Exercise
Output the entries below exactly, from the first line to the line holding "impl core::fmt::Display for", both included.
===============
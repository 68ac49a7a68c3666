//! Stationary park objects: trees, food bowls, and toys.
//!
//! A park object is either **on the ground** (it has a grid position) or
//! **carried** (it has none, and a dog holds its id). Only toys ever enter the
//! carried state. Food bowls are consumed whole; the world replaces them.

use dogpark_types::{AgentKind, DisplayKind};
use serde::{Deserialize, Serialize};

use crate::error::AgentError;

/// The kind of a stationary park object.
#[derive(Debug, Clone, Copy, PartialEq, Eq, PartialOrd, Ord, Hash, Serialize, Deserialize)]
pub enum ObjectKind {
    /// Blocks movement; never moves, never consumed.
    Tree,
    /// Consumed by an adjacent dog, then replaced elsewhere.
    FoodBowl,
    /// Picked up, carried, and dropped by dogs.
    Toy,
}

impl ObjectKind {
    /// The grid-level kind for this object.
    pub const fn agent_kind(self) -> AgentKind {
        match self {
            Self::Tree => AgentKind::Tree,
            Self::FoodBowl => AgentKind::FoodBowl,
            Self::Toy => AgentKind::Toy,
        }
    }

    /// The object kind behind a grid-level kind, if it is an object at all.
    pub const fn from_agent_kind(kind: AgentKind) -> Option<Self> {
        match kind {
            AgentKind::Dog => None,
            AgentKind::Tree => Some(Self::Tree),
            AgentKind::FoodBowl => Some(Self::FoodBowl),
            AgentKind::Toy => Some(Self::Toy),
        }
    }
}

impl core::fmt::Display for ObjectKind {
    fn fmt(&self, f: &mut core::fmt::Formatter<'_>) -> core::fmt::Result {
        self.agent_kind().fmt(f)
    }
}

/// Life-state of a park object.
#[derive(Debug, Clone, Copy, PartialEq, Eq)]
pub enum ObjectState {
    /// Lying on a grid cell.
    OnGround,
    /// Held by a dog; off the grid.
    Carried,
}

/// What a park object did with its turn.
#[derive(Debug, Clone, Copy, PartialEq, Eq)]
pub enum ObjectTurn {
    /// Nothing to do; objects never act on their own.
    Idle,
    /// A carried toy skips its turn outright.
    SkippedWhileCarried,
}

/// A stationary entity in the park.
#[derive(Debug, Clone, PartialEq, Eq, Serialize, Deserialize)]
pub struct ParkObject {
    kind: ObjectKind,
    being_carried: bool,
}

impl ParkObject {
    /// Create an on-ground object of the given kind.
    pub const fn new(kind: ObjectKind) -> Self {
        Self {
            kind,
            being_carried: false,
        }
    }

    /// The object's kind.
    pub const fn kind(&self) -> ObjectKind {
        self.kind
    }

    /// Whether a dog currently holds this object.
    pub const fn is_carried(&self) -> bool {
        self.being_carried
    }

    /// Current life-state.
    pub const fn state(&self) -> ObjectState {
        if self.being_carried {
            ObjectState::Carried
        } else {
            ObjectState::OnGround
        }
    }

    /// On-Ground -> Carried.
    ///
    /// # Errors
    ///
    /// Returns [`AgentError::NotCarryable`] for trees and food bowls, or
    /// [`AgentError::AlreadyCarried`] if the toy is already held.
    pub const fn pick_up(&mut self) -> Result<(), AgentError> {
        if !matches!(self.kind, ObjectKind::Toy) {
            return Err(AgentError::NotCarryable { kind: self.kind });
        }
        if self.being_carried {
            return Err(AgentError::AlreadyCarried);
        }
        self.being_carried = true;
        Ok(())
    }

    /// Carried -> On-Ground.
    ///
    /// # Errors
    ///
    /// Returns [`AgentError::NotCarried`] if the object is already on the
    /// ground.
    pub const fn put_down(&mut self) -> Result<(), AgentError> {
        if !self.being_carried {
            return Err(AgentError::NotCarried);
        }
        self.being_carried = false;
        Ok(())
    }

    /// Take this object's turn.
    pub const fn take_turn(&self) -> ObjectTurn {
        if self.being_carried {
            ObjectTurn::SkippedWhileCarried
        } else {
            ObjectTurn::Idle
        }
    }

    /// How a renderer should draw this object while it is on the ground.
    pub const fn display(&self) -> DisplayKind {
        match self.kind {
            ObjectKind::Tree => DisplayKind::Tree,
            ObjectKind::FoodBowl => DisplayKind::FoodBowl,
            ObjectKind::Toy => DisplayKind::Toy,
        }
    }
}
===============
Exercise output
repository 68ac49a7a68c3666
//! Stationary park objects: trees, food bowls, and toys.
//!
//! A park object is either **on the ground** (it has a grid position) or
//! **carried** (it has none, and a dog holds its id). Only toys ever enter the
//! carried state. Food bowls are consumed whole; the world replaces them.

use dogpark_types::{AgentKind, DisplayKind};
use serde::{Deserialize, Serialize};

use crate::error::AgentError;

/// The kind of a stationary park object.
#[derive(Debug, Clone, Copy, PartialEq, Eq, PartialOrd, Ord, Hash, Serialize, Deserialize)]
pub enum ObjectKind {
    /// Blocks movement; never moves, never consumed.
    Tree,
    /// Consumed by an adjacent dog, then replaced elsewhere.
    FoodBowl,
    /// Picked up, carried, and dropped by dogs.
    Toy,
}

impl ObjectKind {
    /// The grid-level kind for this object.
    pub const fn agent_kind(self) -> AgentKind {
        match self {
            Self::Tree => AgentKind::Tree,
            Self::FoodBowl => AgentKind::FoodBowl,
            Self::Toy => AgentKind::Toy,
        }
    }

    /// The object kind behind a grid-level kind, if it is an object at all.
    pub const fn from_agent_kind(kind: AgentKind) -> Option<Self> {
        match kind {
            AgentKind::Dog => None,
            AgentKind::Tree => Some(Self::Tree),
            AgentKind::FoodBowl => Some(Self::FoodBowl),
            AgentKind::Toy => Some(Self::Toy),
        }
    }
}

impl core::fmt::Display for ObjectKind {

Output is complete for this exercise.